Among the entries below, which lines include the string "plain"? Show each one.

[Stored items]
_ _ _ _ _ _ _
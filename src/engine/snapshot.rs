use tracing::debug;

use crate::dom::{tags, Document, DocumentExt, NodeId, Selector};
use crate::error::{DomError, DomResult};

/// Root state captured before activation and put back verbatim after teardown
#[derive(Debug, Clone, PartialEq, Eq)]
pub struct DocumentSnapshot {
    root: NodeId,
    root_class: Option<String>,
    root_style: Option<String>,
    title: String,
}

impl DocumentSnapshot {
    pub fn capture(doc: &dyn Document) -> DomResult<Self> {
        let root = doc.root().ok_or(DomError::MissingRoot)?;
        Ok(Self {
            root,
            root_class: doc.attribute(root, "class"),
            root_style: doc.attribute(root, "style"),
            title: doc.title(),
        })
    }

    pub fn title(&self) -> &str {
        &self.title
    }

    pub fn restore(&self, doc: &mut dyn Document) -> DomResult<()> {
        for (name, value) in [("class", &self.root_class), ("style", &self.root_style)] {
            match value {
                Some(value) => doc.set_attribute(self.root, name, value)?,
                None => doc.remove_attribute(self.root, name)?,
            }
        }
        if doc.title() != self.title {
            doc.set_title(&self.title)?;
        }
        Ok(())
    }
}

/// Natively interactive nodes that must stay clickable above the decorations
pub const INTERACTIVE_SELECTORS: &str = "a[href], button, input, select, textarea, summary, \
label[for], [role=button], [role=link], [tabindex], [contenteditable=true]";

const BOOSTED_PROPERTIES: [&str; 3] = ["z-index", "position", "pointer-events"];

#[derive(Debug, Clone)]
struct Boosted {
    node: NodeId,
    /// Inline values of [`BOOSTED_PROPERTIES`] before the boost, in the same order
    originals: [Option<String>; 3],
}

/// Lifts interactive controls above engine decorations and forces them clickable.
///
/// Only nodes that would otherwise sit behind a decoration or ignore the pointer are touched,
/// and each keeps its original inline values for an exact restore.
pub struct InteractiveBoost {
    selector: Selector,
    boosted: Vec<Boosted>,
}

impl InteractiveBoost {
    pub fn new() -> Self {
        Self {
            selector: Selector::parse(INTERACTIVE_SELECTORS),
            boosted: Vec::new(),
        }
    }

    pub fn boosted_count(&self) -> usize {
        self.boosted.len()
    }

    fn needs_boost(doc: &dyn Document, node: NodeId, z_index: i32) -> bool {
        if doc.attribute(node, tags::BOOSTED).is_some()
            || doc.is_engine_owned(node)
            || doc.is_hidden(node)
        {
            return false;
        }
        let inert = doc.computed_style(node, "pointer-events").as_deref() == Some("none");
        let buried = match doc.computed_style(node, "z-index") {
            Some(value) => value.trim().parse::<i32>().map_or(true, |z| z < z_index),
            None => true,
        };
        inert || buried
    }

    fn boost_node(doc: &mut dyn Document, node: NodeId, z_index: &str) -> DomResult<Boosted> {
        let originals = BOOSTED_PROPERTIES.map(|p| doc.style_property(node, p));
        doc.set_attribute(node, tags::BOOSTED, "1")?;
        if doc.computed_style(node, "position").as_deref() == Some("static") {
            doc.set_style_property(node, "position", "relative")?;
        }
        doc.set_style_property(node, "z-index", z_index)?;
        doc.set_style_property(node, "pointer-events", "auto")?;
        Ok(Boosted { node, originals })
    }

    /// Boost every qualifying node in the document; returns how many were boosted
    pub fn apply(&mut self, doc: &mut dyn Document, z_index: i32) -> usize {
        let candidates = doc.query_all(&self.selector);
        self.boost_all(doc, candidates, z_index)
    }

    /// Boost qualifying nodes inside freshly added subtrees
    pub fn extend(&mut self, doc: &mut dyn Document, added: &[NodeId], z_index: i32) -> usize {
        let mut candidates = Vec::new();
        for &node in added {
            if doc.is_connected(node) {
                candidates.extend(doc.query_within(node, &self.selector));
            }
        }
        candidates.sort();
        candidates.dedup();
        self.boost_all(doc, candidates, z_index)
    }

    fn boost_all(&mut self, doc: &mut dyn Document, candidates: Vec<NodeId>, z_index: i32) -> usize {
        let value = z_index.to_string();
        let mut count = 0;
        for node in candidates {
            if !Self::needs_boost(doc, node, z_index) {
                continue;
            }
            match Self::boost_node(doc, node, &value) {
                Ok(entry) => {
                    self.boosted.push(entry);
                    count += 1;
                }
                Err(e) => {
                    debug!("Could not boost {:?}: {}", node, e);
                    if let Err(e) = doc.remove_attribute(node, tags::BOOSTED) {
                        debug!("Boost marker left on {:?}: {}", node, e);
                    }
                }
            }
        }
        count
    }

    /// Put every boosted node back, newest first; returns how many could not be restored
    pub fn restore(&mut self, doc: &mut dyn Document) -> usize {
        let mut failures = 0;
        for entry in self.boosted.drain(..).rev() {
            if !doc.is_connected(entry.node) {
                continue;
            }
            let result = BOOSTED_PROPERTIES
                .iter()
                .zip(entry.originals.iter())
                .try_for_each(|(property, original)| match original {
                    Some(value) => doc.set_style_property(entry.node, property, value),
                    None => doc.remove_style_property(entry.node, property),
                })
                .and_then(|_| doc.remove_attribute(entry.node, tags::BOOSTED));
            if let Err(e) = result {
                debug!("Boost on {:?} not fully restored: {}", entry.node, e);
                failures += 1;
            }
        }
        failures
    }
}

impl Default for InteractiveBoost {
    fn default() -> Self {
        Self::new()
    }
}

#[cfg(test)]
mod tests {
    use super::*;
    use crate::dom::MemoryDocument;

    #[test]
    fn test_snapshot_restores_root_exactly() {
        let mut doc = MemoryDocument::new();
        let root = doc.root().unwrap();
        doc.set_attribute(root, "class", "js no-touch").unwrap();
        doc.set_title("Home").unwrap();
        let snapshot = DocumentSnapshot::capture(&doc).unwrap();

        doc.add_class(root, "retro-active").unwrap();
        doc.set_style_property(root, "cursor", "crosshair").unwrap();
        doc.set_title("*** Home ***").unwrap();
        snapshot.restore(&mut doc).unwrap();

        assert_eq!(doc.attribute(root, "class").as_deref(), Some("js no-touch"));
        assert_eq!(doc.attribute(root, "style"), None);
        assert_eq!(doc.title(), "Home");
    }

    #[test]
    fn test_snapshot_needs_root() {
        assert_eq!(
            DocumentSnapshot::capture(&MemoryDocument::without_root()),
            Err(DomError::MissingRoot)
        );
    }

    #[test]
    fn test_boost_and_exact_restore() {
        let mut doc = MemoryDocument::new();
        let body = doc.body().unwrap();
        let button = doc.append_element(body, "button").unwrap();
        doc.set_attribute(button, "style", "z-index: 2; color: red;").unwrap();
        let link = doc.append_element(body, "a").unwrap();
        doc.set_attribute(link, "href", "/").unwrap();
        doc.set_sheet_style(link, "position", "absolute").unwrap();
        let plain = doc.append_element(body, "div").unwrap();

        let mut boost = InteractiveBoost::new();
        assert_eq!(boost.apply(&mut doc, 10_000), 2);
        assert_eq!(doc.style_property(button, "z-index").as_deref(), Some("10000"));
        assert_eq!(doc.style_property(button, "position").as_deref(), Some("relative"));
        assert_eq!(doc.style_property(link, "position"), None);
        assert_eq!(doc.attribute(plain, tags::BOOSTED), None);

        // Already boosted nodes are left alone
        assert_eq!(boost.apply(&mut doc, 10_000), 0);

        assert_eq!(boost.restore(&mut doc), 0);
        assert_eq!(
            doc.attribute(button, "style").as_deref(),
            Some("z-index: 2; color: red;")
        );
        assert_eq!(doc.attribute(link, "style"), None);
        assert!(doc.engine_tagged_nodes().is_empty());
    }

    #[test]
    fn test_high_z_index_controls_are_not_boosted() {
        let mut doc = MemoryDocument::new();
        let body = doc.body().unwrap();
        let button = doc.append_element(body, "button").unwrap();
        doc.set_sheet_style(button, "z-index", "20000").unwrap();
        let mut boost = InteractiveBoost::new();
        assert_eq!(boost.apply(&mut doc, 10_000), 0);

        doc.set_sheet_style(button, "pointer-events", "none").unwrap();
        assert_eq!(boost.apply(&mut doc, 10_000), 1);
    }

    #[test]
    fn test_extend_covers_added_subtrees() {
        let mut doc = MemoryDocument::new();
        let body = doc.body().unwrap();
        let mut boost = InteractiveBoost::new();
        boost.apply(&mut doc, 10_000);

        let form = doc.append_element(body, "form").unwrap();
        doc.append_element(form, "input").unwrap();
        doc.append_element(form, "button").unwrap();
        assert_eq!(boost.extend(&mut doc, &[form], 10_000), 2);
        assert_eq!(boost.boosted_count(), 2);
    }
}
_ _ _ _ _ _ _
Answer section →
        let plain = doc.append_element(body, "div").unwrap();
        assert_eq!(doc.attribute(plain, tags::BOOSTED), None);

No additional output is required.